**Task details:** The entries below contain a stretch that opens with the line containing "if labels.len() != expected" and closes with the line containing "pub fn as_slice(&self) -> &[u32]"; set down that stretch exactly, both ends included, and nothing else.

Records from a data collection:

//! Per-object mask composition.

use super::buffers::{ChannelStack, Mask};
use super::id::ObjectId;

/// Coverage contributed by one rank: the coverage channel where the ID
/// channel equals `id`, zero elsewhere.
///
/// Returns all zeros when the stack has no such rank.
pub fn coverage_for_rank(id: ObjectId, stack: &ChannelStack, rank: usize) -> Vec<f32> {
    if rank * 2 + 1 >= stack.channels() {
        return vec![0.0; stack.pixel_count()];
    }
    stack
        .pixels()
        .map(|pixel| {
            if ObjectId::from_f32(pixel[rank * 2]) == id {
                pixel[rank * 2 + 1]
            } else {
                0.0
            }
        })
        .collect()
}

/// Accumulates the coverage of `id` over all ranks into an 8-bit mask.
///
/// Per pixel the matching coverages are summed, clamped to `[0, 1]`,
/// multiplied by 255 and truncated.
pub fn compute_mask(id: ObjectId, stack: &ChannelStack) -> Mask {
    let ranks = stack.rank_count();
    if ranks == 0 {
        return Mask::zeros(stack.height(), stack.width());
    }

    let data = stack
        .pixels()
        .map(|pixel| {
            let mut coverage = 0.0f32;
            for rank in 0..ranks {
                if ObjectId::from_f32(pixel[rank * 2]) == id {
                    coverage += pixel[rank * 2 + 1];
                }
            }
            coverage_to_byte(coverage)
        })
        .collect();

    Mask::from_vec(stack.height(), stack.width(), data)
        .unwrap_or_else(|_| Mask::zeros(stack.height(), stack.width()))
}

#[inline]
fn coverage_to_byte(coverage: f32) -> u8 {
    // `as` truncates toward zero and maps NaN to 0.
    (coverage.clamp(0.0, 1.0) * 255.0) as u8
}

/// Per-pixel maximum over several masks of equal size.
///
/// Returns `None` for an empty list or when sizes differ.
pub fn combine_max(masks: &[Mask]) -> Option<Mask> {
    let first = masks.first()?;
    if masks.iter().any(|m| !m.same_size(first)) {
        return None;
    }
    let mut data = first.as_slice().to_vec();
    for mask in &masks[1..] {
        for (acc, value) in data.iter_mut().zip(mask.as_slice()) {
            *acc = (*acc).max(*value);
        }
    }
    Mask::from_vec(first.height(), first.width(), data).ok()
}
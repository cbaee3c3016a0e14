//! Pixel buffers used by the decoder.
//!
//! All buffers are row-major, with `(y, x)` addressing, exactly in the
//! order the image source produced them.

use image::GrayImage;

use crate::error::CryptomatteError;

/// A `[height, width, channels]` stack of float channels.
///
/// Channels pair up into ranks: rank `r` holds its ID at index `2r` and its
/// coverage at index `2r + 1`.
#[derive(Clone, Debug, PartialEq)]
pub struct ChannelStack {
    height: u32,
    width: u32,
    channels: usize,
    data: Vec<f32>,
}

impl ChannelStack {
    /// Wraps interleaved data (`channels` values per pixel).
    pub fn new(
        height: u32,
        width: u32,
        channels: usize,
        data: Vec<f32>,
    ) -> Result<Self, CryptomatteError> {
        let expected = height as usize * width as usize * channels;
        if data.len() != expected {
            return Err(CryptomatteError::ShapeMismatch {
                expected,
                actual: data.len(),
            });
        }
        Ok(Self {
            height,
            width,
            channels,
            data,
        })
    }

    /// Interleaves one plane per channel, each `height * width` long.
    pub fn from_planes(height: u32, width: u32, planes: &[&[f32]]) -> Result<Self, CryptomatteError> {
        let pixels = height as usize * width as usize;
        for plane in planes {
            if plane.len() != pixels {
                return Err(CryptomatteError::ShapeMismatch {
                    expected: pixels,
                    actual: plane.len(),
                });
            }
        }

        let mut data = Vec::with_capacity(pixels * planes.len());
        for i in 0..pixels {
            data.extend(planes.iter().map(|plane| plane[i]));
        }
        Self::new(height, width, planes.len(), data)
    }

    /// A stack with no channels at all.
    pub fn empty(height: u32, width: u32) -> Self {
        Self {
            height,
            width,
            channels: 0,
            data: Vec::new(),
        }
    }

    #[inline]
    pub fn height(&self) -> u32 {
        self.height
    }

    #[inline]
    pub fn width(&self) -> u32 {
        self.width
    }

    #[inline]
    pub fn channels(&self) -> usize {
        self.channels
    }

    /// Number of complete (ID, coverage) pairs.
    #[inline]
    pub fn rank_count(&self) -> usize {
        self.channels / 2
    }

    #[inline]
    pub fn pixel_count(&self) -> usize {
        self.height as usize * self.width as usize
    }

    /// The value of one channel at `(y, x)`.
    #[inline]
    pub fn get(&self, y: u32, x: u32, channel: usize) -> f32 {
        let pixel = y as usize * self.width as usize + x as usize;
        self.data[pixel * self.channels + channel]
    }

    /// Iterates the per-pixel channel slices in row-major order.
    pub fn pixels(&self) -> impl Iterator<Item = &[f32]> {
        // A channel-less stack holds no data, so any non-zero chunk size works.
        self.data.chunks_exact(self.channels.max(1))
    }
}

/// An 8-bit single-object coverage mask.
#[derive(Clone, Debug, PartialEq, Eq)]
pub struct Mask {
    height: u32,
    width: u32,
    data: Vec<u8>,
}

impl Mask {
    /// An all-zero mask.
    pub fn zeros(height: u32, width: u32) -> Self {
        Self {
            height,
            width,
            data: vec![0; height as usize * width as usize],
        }
    }

    /// Wraps row-major coverage bytes.
    pub fn from_vec(height: u32, width: u32, data: Vec<u8>) -> Result<Self, CryptomatteError> {
        let expected = height as usize * width as usize;
        if data.len() != expected {
            return Err(CryptomatteError::ShapeMismatch {
                expected,
                actual: data.len(),
            });
        }
        Ok(Self {
            height,
            width,
            data,
        })
    }

    /// A mask with every pixel set to `value`.
    pub fn filled(height: u32, width: u32, value: u8) -> Self {
        Self {
            height,
            width,
            data: vec![value; height as usize * width as usize],
        }
    }

    #[inline]
    pub fn height(&self) -> u32 {
        self.height
    }

    #[inline]
    pub fn width(&self) -> u32 {
        self.width
    }

    #[inline]
    pub fn get(&self, y: u32, x: u32) -> u8 {
        self.data[y as usize * self.width as usize + x as usize]
    }

    pub fn as_slice(&self) -> &[u8] {
        &self.data
    }

    /// True when every pixel holds the same value.
    ///
    /// Such a mask carries no shape information and is not worth persisting.
    pub fn is_empty(&self) -> bool {
        match (self.data.iter().min(), self.data.iter().max()) {
            (Some(min), Some(max)) => min == max,
            _ => true,
        }
    }

    pub(crate) fn same_size(&self, other: &Mask) -> bool {
        self.height == other.height && self.width == other.width
    }

    /// Converts to a grayscale image for an image sink.
    pub fn to_gray_image(&self) -> GrayImage {
        GrayImage::from_raw(self.width, self.height, self.data.clone())
            .unwrap_or_else(|| GrayImage::new(self.width, self.height))
    }
}

/// A per-pixel object label map. Label 0 is background.
#[derive(Clone, Debug, PartialEq, Eq)]
pub struct LabelMap {
    height: u32,
    width: u32,
    labels: Vec<u32>,
}

impl LabelMap {
    /// An all-background label map.
    pub fn zeros(height: u32, width: u32) -> Self {
        Self {
            height,
            width,
            labels: vec![0; height as usize * width as usize],
        }
    }

    /// Wraps row-major labels.
    pub fn from_vec(height: u32, width: u32, labels: Vec<u32>) -> Result<Self, CryptomatteError> {
        let expected = height as usize * width as usize;
        if labels.len() != expected {
            return Err(CryptomatteError::ShapeMismatch {
                expected,
                actual: labels.len(),
            });
        }
        Ok(Self {
            height,
            width,
            labels,
        })
    }

    #[inline]
    pub fn height(&self) -> u32 {
        self.height
    }

    #[inline]
    pub fn width(&self) -> u32 {
        self.width
    }

    #[inline]
    pub fn get(&self, y: u32, x: u32) -> u32 {
        self.labels[y as usize * self.width as usize + x as usize]
    }

    pub fn as_slice(&self) -> &[u32] {
        &self.labels
    }

    pub(crate) fn as_mut_slice(&mut self) -> &mut [u32] {
        &mut self.labels
    }

    /// The highest label present, 0 for an all-background map.
    pub fn max_label(&self) -> u32 {
        self.labels.iter().copied().max().unwrap_or(0)
    }
}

**Solution for this task:**
        if labels.len() != expected {
            return Err(CryptomatteError::ShapeMismatch {
                expected,
                actual: labels.len(),
            });
        }
        Ok(Self {
            height,
            width,
            labels,
        })
    }

    #[inline]
    pub fn height(&self) -> u32 {
        self.height
    }

    #[inline]
    pub fn width(&self) -> u32 {
        self.width
    }

    #[inline]
    pub fn get(&self, y: u32, x: u32) -> u32 {
        self.labels[y as usize * self.width as usize + x as usize]
    }

    pub fn as_slice(&self) -> &[u32] {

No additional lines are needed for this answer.